T. d’B. . Creio que esse poeta catalão merece todas as nossas homenagens, pois é um dos pais da Poesia Visual, já a praticava antes até deste termo existir. Penso mesmo que é um dos fundadores da poesia experimental do Séc. XX, não no sentido cronológico, mas inaugural. É comum os praticantes de Poesia Visual pagarem algum tributo ao velho e bom Brossa, geralmente utilizando em seus trabalhos a famosa letra A, tipo Arial, que ele utilizava com certa frequência em muitos de seus poemas visuais. É como dizer: “_Obrigado, mestre, por nos ter mostrado este caminho”! De minha parte, ainda que modestamente, certa vez fiz uma exposição individual de minha produção de Poesia Visual, a hoje itinerante mostra “Convergências”, na ocasião, em uma galeria de Maceió, sendo que a mesma tinha uma árvore dentro do espaço expositivo. Pois fiz uma instalação isolando a árvore com plotagens exibindo centenas de caracteres com aquela letra A do Brossa, e dezenas de “Azinhos” adesivados pelo chão... Gracias, maestro!

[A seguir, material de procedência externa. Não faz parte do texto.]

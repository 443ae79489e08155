use crate::core::{BotError, Card, CardIter, Rank, Rankable};

use super::{HolePair, strength::build_deck};

/// Divide-by-zero guard for the potential formulas. Applied to both
/// denominators so the two potentials are computed symmetrically.
const EPSILON: f64 = 1e-5;

/// Where our hand stands against one fixed opponent holding.
#[derive(Debug, Clone, Copy, PartialEq, Eq)]
pub enum Standing {
    Ahead = 0,
    Tied = 1,
    Behind = 2,
}

impl Standing {
    fn classify(ours: Rank, theirs: Rank) -> Self {
        match ours.cmp(&theirs) {
            std::cmp::Ordering::Greater => Standing::Ahead,
            std::cmp::Ordering::Equal => Standing::Tied,
            std::cmp::Ordering::Less => Standing::Behind,
        }
    }
}

/// Transition counts over `Standing × Standing`: where we stand against a
/// candidate before the remaining board cards, and where we end up after
/// them. Filled by [`potential_matrix`], transient per call.
#[derive(Debug, Clone, Copy, Default, PartialEq, Eq)]
pub struct PotentialMatrix {
    counts: [[u64; 3]; 3],
}

impl PotentialMatrix {
    pub fn new() -> Self {
        Self::default()
    }

    fn record(&mut self, now: Standing, later: Standing) {
        self.counts[now as usize][later as usize] += 1;
    }

    pub fn count(&self, now: Standing, later: Standing) -> u64 {
        self.counts[now as usize][later as usize]
    }

    pub fn row_total(&self, now: Standing) -> u64 {
        self.counts[now as usize].iter().sum()
    }

    /// Total transitions recorded: candidates times board completions.
    pub fn trials(&self) -> u64 {
        self.counts.iter().flatten().sum()
    }

    /// Probability of improving: how often a hand currently behind (or half
    /// credited, tied) ends up ahead (or half credited, tied) once the board
    /// runs out.
    pub fn positive_potential(&self) -> f64 {
        let numerator = self.count(Standing::Behind, Standing::Ahead) as f64
            + self.count(Standing::Behind, Standing::Tied) as f64 / 2.0
            + self.count(Standing::Tied, Standing::Ahead) as f64 / 2.0;
        let denominator = self.row_total(Standing::Behind) as f64
            + self.row_total(Standing::Tied) as f64 / 2.0
            + EPSILON;
        numerator / denominator
    }

    /// Probability of falling behind from a currently winning position.
    pub fn negative_potential(&self) -> f64 {
        let numerator = self.count(Standing::Ahead, Standing::Behind) as f64
            + self.count(Standing::Ahead, Standing::Tied) as f64 / 2.0
            + self.count(Standing::Tied, Standing::Behind) as f64 / 2.0;
        let denominator = self.row_total(Standing::Ahead) as f64
            + self.row_total(Standing::Tied) as f64 / 2.0
            + EPSILON;
        numerator / denominator
    }
}

/// Exhaustively fill the transition matrix for `hole` on a flop or turn
/// board against every candidate holding.
///
/// For each candidate we classify the current standing using only the
/// cards on the table, then enumerate every completion of the remaining
/// board (all turn and river pairs on the flop, every river on the turn)
/// and classify again. Candidates that collide with our cards or the
/// board are impossible holdings and are skipped.
pub fn potential_matrix<I>(
    hole: HolePair,
    board: &[Card],
    candidates: I,
) -> Result<PotentialMatrix, BotError>
where
    I: IntoIterator<Item = HolePair>,
{
    if !matches!(board.len(), 3 | 4) {
        return Err(BotError::PotentialBoardSize(board.len()));
    }
    let missing = 5 - board.len();
    let dealt = 2 + board.len();

    let mut matrix = PotentialMatrix::new();
    let mut ours: Vec<Card> = Vec::with_capacity(7);
    let mut theirs: Vec<Card> = Vec::with_capacity(7);

    for opp in candidates {
        if opp.conflicts_with(&hole.cards()) || opp.conflicts_with(board) {
            continue;
        }

        ours.clear();
        ours.extend_from_slice(&hole.cards());
        ours.extend_from_slice(board);
        theirs.clear();
        theirs.extend_from_slice(&opp.cards());
        theirs.extend_from_slice(board);

        let now = Standing::classify(ours.rank(), theirs.rank());

        let deck = build_deck(hole, Some(opp), board)?;
        for completion in CardIter::new(deck[..].to_vec(), missing) {
            ours.truncate(dealt);
            ours.extend_from_slice(&completion);
            theirs.truncate(dealt);
            theirs.extend_from_slice(&completion);

            matrix.record(now, Standing::classify(ours.rank(), theirs.rank()));
        }
    }

    Ok(matrix)
}

/// Positive and negative potential of `hole` on a flop or turn board
/// against a candidate set.
///
/// An empty candidate set leaves the matrix empty, which the epsilon
/// guarded formulas turn into `(0.0, 0.0)` rather than a division fault.
pub fn hand_potential<I>(
    hole: HolePair,
    board: &[Card],
    candidates: I,
) -> Result<(f64, f64), BotError>
where
    I: IntoIterator<Item = HolePair>,
{
    let matrix = potential_matrix(hole, board, candidates)?;
    Ok((matrix.positive_potential(), matrix.negative_potential()))
}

 ALF – Poesia é militância?
T. d’B. . Prefiro pensar que a Poesia pode (não deve obrigatoriamente, mas poder, pode) se inserir também no âmbito político-social – pois arte é antes de tudo atitude – desde que esse engajamento não se transforme em mera panfletagem. A arte muitas vezes reflete a visão de mundo (e do homem, e da vida) de determinado artista e este é um ser político, inserido num sistema capitalista, numa sociedade consumista que esse ser questiona e tenta transformar com as ferramentas de que dispõe: a linguagem artística na qual se expressa. Há quem negue essa função na Arte (Arte não teria que ter função), no entanto é inegável que alguns dos melhores momentos da poesia do século passado – no Brasil e no Mundo - se deram no campo da militância, do questionamento, do enfrentamento de escalas de valores ,modos de vida e sistemas políticos. Não estamos no espaço-tempo de Maiakowski, para escrever canções de protesto e palavras-de-ordem para marchar. Porém, neste tempo de tuitadas e blogâncias, o homem hodierno se vê diante de questões como a bioética, regimes totalitários ainda viscejam em outros continentes, a Lua já anda sendo repartida para futura exploração imobiliária, os relacionamentos cada vez mais virtuais, o inchaço urbano das megalópoles, a violência de gênero e tantas ourtras questões que fazem ferver o sangue de muito vate contemporâneo, que não se dá ao luxo de solenemente ignorar a realidade circundante. Como dizia o Leminski: “Em La lucha de classes / todas las armas son buenas / piedras, noches, poemas”.

ALF – Conte um pouco da mostra de Poesia Visual que você realizou na Galeria de Arte Graça Landeira (realizada na Univ. Unama em Belém de dezembro 2009 a janeiro de 2010)?
T. d’B. . Foi a primeira vez que meu trabalho apareceu num espaço físico oficial da arte na cidade das mangueiras. Já havia aparecido um soneto meu há uns 10 anos, usado como brinde num casamento e depois o Edmir, do site Ver-O-Poema, havia publicado alguns escritos em meio online. Mas essa mostra supracitada, chamada Convergências, reúne uma seleção de minha produção em Poesia Visual, em formato plotado, tudo P&B e descartável após a exposição. É um projeto que tem a intenção de itinerar por todas as capitais brasileiras antes de ser apresentada em capitais nacionais dos países de nossa América do Sul. Belém foi a sétima cidade onde a série foi apresentada e tive a sorte de o trabalho ter sido selecionado para o espaço da Galeria Graça Landeira, um dos melhores espaços expositivos da cidade. No entanto, ao que me consta, desconheço alguém da classe literária que tenha ido ver a mostra, a primeira individual do gênero apresentada no Pará. Coincidência das coincidências foi, dois meses depois da mostra, eu ter vindo morar na cidade, que aliás, eu já havia visitado em outras oportunidades. E como havia o desejo de vir morar na Amazônia, escolhi a bela Belém, juntando o útil ao agradável.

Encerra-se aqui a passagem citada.